=== SUPPLIED ENTRIES ===
//! Event loop tying startup, user events and inference workers together

use crate::error::BootstrapError;
use crate::models::{Classifier, ModelSource, RuntimeBootstrap};
use crate::types::SelectedImage;
use crate::ui::controller::{Controller, InferenceJob, InferenceOutcome};
use crate::ui::{UiEvent, View};
use std::sync::Arc;
use tokio::sync::mpsc;
use tracing::{debug, info};

/// Messages produced by background work
enum Internal {
    LoadingStarted,
    Inference(InferenceOutcome),
}

enum Startup {
    BootstrapFailed(BootstrapError),
    Loaded(anyhow::Result<Arc<dyn Classifier>>),
}

/// The classifier application: one controller plus its startup collaborators
pub struct App<V: View, B: RuntimeBootstrap, S: ModelSource> {
    controller: Controller<V>,
    bootstrap: B,
    source: S,
}

impl<V: View, B: RuntimeBootstrap, S: ModelSource> App<V, B, S> {
    pub fn new(controller: Controller<V>, bootstrap: B, source: S) -> Self {
        Self {
            controller,
            bootstrap,
            source,
        }
    }

    pub fn controller(&self) -> &Controller<V> {
        &self.controller
    }

    /// Run until `Quit` (or the end of `events`) and no inference is in flight.
    ///
    /// Startup (runtime bootstrap, then model load) runs concurrently with event
    /// handling, so commands are accepted before the model is ready.
    pub async fn run(self, mut events: mpsc::Receiver<UiEvent>) -> Controller<V> {
        let App {
            mut controller,
            bootstrap,
            source,
        } = self;
        let (internal_tx, mut internal_rx) = mpsc::unbounded_channel();

        let loading_tx = internal_tx.clone();
        let startup = async {
            match bootstrap.ensure().await {
                Err(e) => Startup::BootstrapFailed(e),
                Ok(handle) => {
                    info!(library = %handle.library_path().display(), "ONNX Runtime ready");
                    let _ = loading_tx.send(Internal::LoadingStarted);
                    Startup::Loaded(source.load().await)
                }
            }
        };
        tokio::pin!(startup);

        let mut startup_done = false;
        let mut quitting = false;

        loop {
            if quitting && controller.in_flight() == 0 {
                break;
            }

            tokio::select! {
                biased;

                Some(message) = internal_rx.recv() => handle_internal(&mut controller, message),

                outcome = &mut startup, if !startup_done => {
                    startup_done = true;
                    match outcome {
                        Startup::BootstrapFailed(e) => controller.on_bootstrap_failed(&e),
                        Startup::Loaded(result) => {
                            // The loading notice may still be queued
                            while let Ok(message) = internal_rx.try_recv() {
                                handle_internal(&mut controller, message);
                            }
                            controller.on_model_loaded(result);
                        }
                    }
                },

                event = events.recv(), if !quitting => match event {
                    None | Some(UiEvent::Quit) => {
                        debug!(in_flight = controller.in_flight(), "Quit requested");
                        quitting = true;
                    }
                    Some(UiEvent::SelectImage(path)) => match tokio::fs::read(&path).await {
                        Ok(bytes) => controller.on_image_selected(SelectedImage::new(path, bytes)),
                        Err(e) => controller.on_image_read_failed(&path, &e),
                    },
                    Some(UiEvent::Predict) => {
                        if let Some(job) = controller.on_predict() {
                            spawn_inference(job, internal_tx.clone());
                        }
                    }
                    Some(UiEvent::ShowStatus) => controller.on_status_requested(),
                },
            }
        }

        controller
    }
}

fn handle_internal<V: View>(controller: &mut Controller<V>, message: Internal) {
    match message {
        Internal::LoadingStarted => controller.on_loading_started(),
        Internal::Inference(outcome) => controller.on_inference_done(outcome),
    }
}

fn spawn_inference(job: InferenceJob, tx: mpsc::UnboundedSender<Internal>) {
    let (ticket, epoch) = (job.ticket, job.epoch);
    tokio::spawn(async move {
        let outcome = match tokio::task::spawn_blocking(move || job.run()).await {
            Ok(outcome) => outcome,
            Err(e) => InferenceOutcome::worker_failed(ticket, epoch, e),
        };
        let _ = tx.send(Internal::Inference(outcome));
    });
}

#[cfg(test)]
mod tests {
    use super::*;
    use crate::metrics::InferenceMetrics;
    use crate::types::PredictionList;
    use crate::ui::testing::{png_bytes, FakeBootstrap, FakeClassifier, FakeSource, RecordingView};
    use crate::ui::{ControllerSettings, ModelPhase, MODEL_NOT_READY};
    use std::sync::atomic::{AtomicUsize, Ordering};

    struct Harness {
        bootstrap_calls: Arc<AtomicUsize>,
        load_calls: Arc<AtomicUsize>,
    }

    fn app(
        bootstrap_fails: bool,
        model: Option<Arc<FakeClassifier>>,
    ) -> (App<RecordingView, FakeBootstrap, FakeSource>, Harness) {
        let harness = Harness {
            bootstrap_calls: Arc::new(AtomicUsize::new(0)),
            load_calls: Arc::new(AtomicUsize::new(0)),
        };
        let controller = Controller::new(
            RecordingView::default(),
            ControllerSettings::default(),
            Arc::new(InferenceMetrics::new()),
        );
        let app = App::new(
            controller,
            FakeBootstrap {
                fail: bootstrap_fails,
                calls: harness.bootstrap_calls.clone(),
            },
            FakeSource {
                model,
                calls: harness.load_calls.clone(),
            },
        );
        (app, harness)
    }

    /// Events delivered only after the model phase settles, like the scripted mode
    async fn run_after_startup(
        app: App<RecordingView, FakeBootstrap, FakeSource>,
        events: Vec<UiEvent>,
    ) -> Controller<RecordingView> {
        let (tx, rx) = mpsc::channel(16);
        crate::ui::events::spawn_script(events, app.controller().subscribe(), tx);
        app.run(rx).await
    }

    #[tokio::test]
    async fn test_end_to_end_flow() {
        let dir = tempfile::tempdir().unwrap();
        let image = dir.path().join("gato.png");
        std::fs::write(&image, png_bytes(16, 12)).unwrap();

        let model = FakeClassifier::new(vec![0.05, 0.6, 0.1, 0.02, 0.2, 0.03]);
        let (app, harness) = app(false, Some(model.clone()));

        let controller = run_after_startup(
            app,
            vec![UiEvent::SelectImage(image), UiEvent::Predict],
        )
        .await;

        assert_eq!(harness.bootstrap_calls.load(Ordering::SeqCst), 1);
        assert_eq!(harness.load_calls.load(Ordering::SeqCst), 1);
        assert_eq!(model.calls(), 1);
        assert_eq!(controller.phase(), ModelPhase::Ready);

        let view = controller.view();
        assert_eq!(
            view.statuses.last().unwrap().text,
            "Modelo cargado. ¡Listo para hacer predicciones!"
        );
        assert_eq!(view.previews, vec!["gato.png".to_string()]);
        assert_eq!(view.lists[0], PredictionList::Empty);
        assert_eq!(
            view.last_entries(),
            vec![
                "clase_1: 0.600000",
                "clase_4: 0.200000",
                "clase_2: 0.100000",
                "clase_0: 0.050000",
                "clase_5: 0.030000",
            ]
        );
        assert!(view.alerts.is_empty());
    }

    #[tokio::test]
    async fn test_bootstrap_failure_skips_model_load() {
        let (app, harness) = app(true, Some(FakeClassifier::new(vec![1.0])));

        let controller = run_after_startup(app, vec![UiEvent::Predict]).await;

        assert_eq!(harness.load_calls.load(Ordering::SeqCst), 0);
        assert_eq!(controller.phase(), ModelPhase::Failed);
        let view = controller.view();
        assert_eq!(view.alerts.len(), 2);
        assert!(view.alerts[0].starts_with("Error al cargar ONNX Runtime"));
        assert_eq!(view.alerts[1], MODEL_NOT_READY);
    }

    #[tokio::test]
    async fn test_model_load_failure_is_shown_in_status() {
        let (app, harness) = app(false, None);

        let controller = run_after_startup(app, vec![UiEvent::Predict]).await;

        assert_eq!(harness.load_calls.load(Ordering::SeqCst), 1);
        assert_eq!(controller.phase(), ModelPhase::Failed);
        let view = controller.view();
        let status = view.statuses.last().unwrap();
        assert!(status.text.contains("model file not found"));
        assert_eq!(view.alerts, vec![MODEL_NOT_READY.to_string()]);
        assert!(view.lists.is_empty());
    }

    #[tokio::test]
    async fn test_missing_image_file_alerts() {
        let (app, _) = app(false, Some(FakeClassifier::new(vec![1.0])));

        let controller = run_after_startup(
            app,
            vec![UiEvent::SelectImage("no/existe.png".into())],
        )
        .await;

        let view = controller.view();
        assert_eq!(view.alerts.len(), 1);
        assert!(view.alerts[0].contains("no/existe.png"));
        assert!(view.previews.is_empty());
    }

    #[tokio::test]
    async fn test_closed_event_stream_stops_the_loop() {
        let (app, _) = app(false, Some(FakeClassifier::new(vec![1.0])));
        let (tx, rx) = mpsc::channel(1);
        drop(tx);

        let controller = app.run(rx).await;
        assert_eq!(controller.in_flight(), 0);
    }
}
===
◆ **TO DO**
Return each line from the entries above that includes "SeqCst".

◆ **YOUR RESPONSE**
        assert_eq!(harness.bootstrap_calls.load(Ordering::SeqCst), 1);
        assert_eq!(harness.load_calls.load(Ordering::SeqCst), 1);
        assert_eq!(harness.load_calls.load(Ordering::SeqCst), 0);
        assert_eq!(harness.load_calls.load(Ordering::SeqCst), 1);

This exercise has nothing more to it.